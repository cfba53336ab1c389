/// Calendar domain types shared by the store layer and the setup tool.
///
/// Nothing in here performs I/O. Rows coming back from the hosted store
/// deserialize into [`Event`]; rows going out are built as [`NewEvent`].
pub mod kinds;
pub mod models;

pub use kinds::{Category, Recurrence, UnknownVariant};
pub use models::{Event, EventValidationError, NewEvent};
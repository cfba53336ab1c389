use std::fmt;
use std::str::FromStr;

use serde::{Deserialize, Serialize};
use thiserror::Error;

/// Returned when a string is not one of the closed enumeration values.
#[derive(Debug, Clone, PartialEq, Eq, Error)]
#[error("unknown {kind} value: {value:?}")]
pub struct UnknownVariant {
    pub kind: &'static str,
    pub value: String,
}

/// Ministry group an event belongs to. Mirrors the `church_category` enum
/// type in the store.
#[derive(Debug, Clone, Copy, Default, PartialEq, Eq, Hash, Serialize, Deserialize)]
#[serde(rename_all = "lowercase")]
pub enum Category {
    #[default]
    Church,
    Adult,
    Youth,
    Advisory,
    Women,
    Student,
    Children,
}

impl Category {
    pub const ALL: [Category; 7] = [
        Category::Church,
        Category::Adult,
        Category::Youth,
        Category::Advisory,
        Category::Women,
        Category::Student,
        Category::Children,
    ];

    /// Categories broken down in verification output. Advisory has no seed
    /// event and is left out.
    pub const REPORTED: [Category; 6] = [
        Category::Church,
        Category::Adult,
        Category::Youth,
        Category::Women,
        Category::Student,
        Category::Children,
    ];

    pub fn as_str(self) -> &'static str {
        match self {
            Self::Church => "church",
            Self::Adult => "adult",
            Self::Youth => "youth",
            Self::Advisory => "advisory",
            Self::Women => "women",
            Self::Student => "student",
            Self::Children => "children",
        }
    }
}

impl fmt::Display for Category {
    fn fmt(&self, f: &mut fmt::Formatter<'_>) -> fmt::Result {
        f.write_str(self.as_str())
    }
}

impl FromStr for Category {
    type Err = UnknownVariant;

    fn from_str(s: &str) -> Result<Self, Self::Err> {
        Self::ALL
            .into_iter()
            .find(|c| c.as_str() == s)
            .ok_or_else(|| UnknownVariant {
                kind: "category",
                value: s.to_string(),
            })
    }
}

/// Repeat rule of an event. Mirrors the `recurring_type` enum type.
#[derive(Debug, Clone, Copy, PartialEq, Eq, Hash, Serialize, Deserialize)]
#[serde(rename_all = "lowercase")]
pub enum Recurrence {
    Daily,
    Weekly,
    Monthly,
    Yearly,
}

impl Recurrence {
    pub const ALL: [Recurrence; 4] = [
        Recurrence::Daily,
        Recurrence::Weekly,
        Recurrence::Monthly,
        Recurrence::Yearly,
    ];

    pub fn as_str(self) -> &'static str {
        match self {
            Self::Daily => "daily",
            Self::Weekly => "weekly",
            Self::Monthly => "monthly",
            Self::Yearly => "yearly",
        }
    }
}

impl fmt::Display for Recurrence {
    fn fmt(&self, f: &mut fmt::Formatter<'_>) -> fmt::Result {
        f.write_str(self.as_str())
    }
}

impl FromStr for Recurrence {
    type Err = UnknownVariant;

    fn from_str(s: &str) -> Result<Self, Self::Err> {
        Self::ALL
            .into_iter()
            .find(|r| r.as_str() == s)
            .ok_or_else(|| UnknownVariant {
                kind: "recurrence",
                value: s.to_string(),
            })
    }
}
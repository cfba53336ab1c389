use std::fmt::Write;

use calendar_db::schema::{self, EVENTS_TABLE};
use calendar_types::NewEvent;

const DASHBOARD_URL: &str = "https://supabase.com/dashboard";
const RULE: &str = "================================================================";
const SEPARATOR: &str = "----------------------------------------";

/// Step-by-step manual setup through the dashboard SQL editor, including
/// the full schema script and the sample rows.
pub fn render(project_ref: Option<&str>, samples: &[NewEvent]) -> String {
    let project = match project_ref {
        Some(reference) => format!("Open project '{}'", reference),
        None => "Open your project".to_string(),
    };

    let mut text = String::new();
    // Writing to a String cannot fail.
    let _ = writeln!(text, "{}", RULE);
    let _ = writeln!(text, "Manual setup (dashboard SQL editor)");
    let _ = writeln!(text, "{}", RULE);
    let _ = writeln!(text, "1. Sign in at {}", DASHBOARD_URL);
    let _ = writeln!(text, "2. {}", project);
    let _ = writeln!(text, "3. Choose 'SQL Editor' in the left menu");
    let _ = writeln!(text, "4. Click 'New query'");
    let _ = writeln!(text, "5. Paste the SQL below:");
    let _ = writeln!(text, "{}", SEPARATOR);
    let _ = writeln!(text, "{}", schema::script());
    if !samples.is_empty() {
        let _ = writeln!(text);
        let _ = writeln!(text, "-- Insert sample data");
        let _ = writeln!(text, "{}", insert_sql(samples));
    }
    let _ = writeln!(text, "{}", SEPARATOR);
    let _ = writeln!(text, "6. Click 'Run'");
    let _ = writeln!(text, "7. Confirm the success message, then run this tool again to verify");
    let _ = writeln!(text, "{}", RULE);
    text
}

/// A single multi-row INSERT for `events`.
pub fn insert_sql(events: &[NewEvent]) -> String {
    let rows: Vec<String> = events
        .iter()
        .map(|event| {
            format!(
                "({}, '{}', {}, {}, '{}', {}, {}, {}, {}, {})",
                quote(&event.title),
                event.date.format("%Y-%m-%d"),
                optional(event.start_time.map(|t| t.format("%H:%M:%S").to_string())),
                optional(event.end_time.map(|t| t.format("%H:%M:%S").to_string())),
                event.category,
                optional(event.description.clone()),
                optional(event.location.clone()),
                event.is_all_day,
                event.reminder.map_or_else(|| "null".to_string(), |minutes| minutes.to_string()),
                optional(event.recurring.map(|r| r.to_string())),
            )
        })
        .collect();

    format!(
        "INSERT INTO {} (title, date, start_time, end_time, category, description, location, is_all_day, reminder, recurring) VALUES\n{};",
        EVENTS_TABLE,
        rows.join(",\n")
    )
}

fn quote(value: &str) -> String {
    format!("'{}'", value.replace('\'', "''"))
}

fn optional(value: Option<String>) -> String {
    value.as_deref().map(quote).unwrap_or_else(|| "null".to_string())
}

§ Task item: All lines above that include the word "Hash" must be copied into the answer.

§ Result of this task:
#[derive(Debug, Clone, Copy, Default, PartialEq, Eq, Hash, Serialize, Deserialize)]
#[derive(Debug, Clone, Copy, PartialEq, Eq, Hash, Serialize, Deserialize)]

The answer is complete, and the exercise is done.